▶ _Given records_
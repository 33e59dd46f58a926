use std::sync::atomic::{AtomicU32, Ordering};
use std::sync::Arc;
use std::time::Duration;

use crate::evaluation::client::{EvaluationClient, NetworkFailure};
use crate::evaluation::domain::{BankChance, EvaluationPayload, EvaluationReport, EvaluationResult};
use crate::evaluation::form::FormState;

pub(super) fn case_form() -> FormState {
    FormState::from_pairs([
        "kunde_ID=K-1042",
        "laanetype_ønsket=Boliglån",
        "laan_oensket=3500000",
        "bolig_verdi=4000000",
        "egenkapital=500000",
        "egenkapital_kilde=Sparing",
        "studielaan=250000",
        "forbrukslaan=0",
        "kredittkort_ramme=50000",
        "billaan=120000",
        "banker_soekt= dnb , ,nordea ",
        "inntekt_hovedsoker=720000",
        "arbeidsstatus_hovedsoker=Fast ansatt",
        "har_medsoker=Nei",
        "barn_under_18=2",
    ])
    .expect("case form parses")
}

pub(super) fn co_applicant_form() -> FormState {
    let mut form = case_form();
    form.set("har_medsoker", "Ja");
    form.set("inntekt_medsoker", "540000");
    form.set("arbeidsstatus_medsoker", "Midlertidig");
    form
}

pub(super) fn report(risk_flags: &[&str], suggestions: &[&str], banks: &[(&str, f64)]) -> EvaluationReport {
    EvaluationReport {
        case_id: None,
        risk_flags: risk_flags.iter().map(|flag| flag.to_string()).collect(),
        suggestions: suggestions.iter().map(|item| item.to_string()).collect(),
        bank_chances: banks
            .iter()
            .map(|(name, chance)| BankChance {
                bank_name: name.to_string(),
                chance: *chance,
            })
            .collect(),
    }
}

/// Client double answering with a fixed result after an optional delay.
pub(super) struct ScriptedClient {
    pub(super) result: EvaluationResult,
    pub(super) delay: Duration,
    pub(super) calls: Arc<AtomicU32>,
}

impl ScriptedClient {
    pub(super) fn answering(result: EvaluationResult) -> Self {
        Self {
            result,
            delay: Duration::ZERO,
            calls: Arc::new(AtomicU32::new(0)),
        }
    }
}

impl EvaluationClient for ScriptedClient {
    async fn evaluate(&self, _payload: &EvaluationPayload) -> Result<EvaluationResult, NetworkFailure> {
        self.calls.fetch_add(1, Ordering::SeqCst);
        if !self.delay.is_zero() {
            tokio::time::sleep(self.delay).await;
        }
        Ok(self.result.clone())
    }
}

/// Client double that sleeps according to the customer id, for racing submissions.
pub(super) struct ByCustomerClient;

impl EvaluationClient for ByCustomerClient {
    async fn evaluate(&self, payload: &EvaluationPayload) -> Result<EvaluationResult, NetworkFailure> {
        let customer = payload.customer_id().to_string();
        let delay = if customer == "slow" { 300 } else { 10 };
        tokio::time::sleep(Duration::from_millis(delay)).await;
        Ok(EvaluationResult::Success(EvaluationReport {
            case_id: Some(customer.clone()),
            risk_flags: vec![format!("flag for {customer}")],
            suggestions: Vec::new(),
            bank_chances: Vec::new(),
        }))
    }
}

▶ _Exercise requirements_
Review the entries above and return every line where "suggestions" appears.

▶ _Completed task_
pub(super) fn report(risk_flags: &[&str], suggestions: &[&str], banks: &[(&str, f64)]) -> EvaluationReport {
        suggestions: suggestions.iter().map(|item| item.to_string()).collect(),
            suggestions: Vec::new(),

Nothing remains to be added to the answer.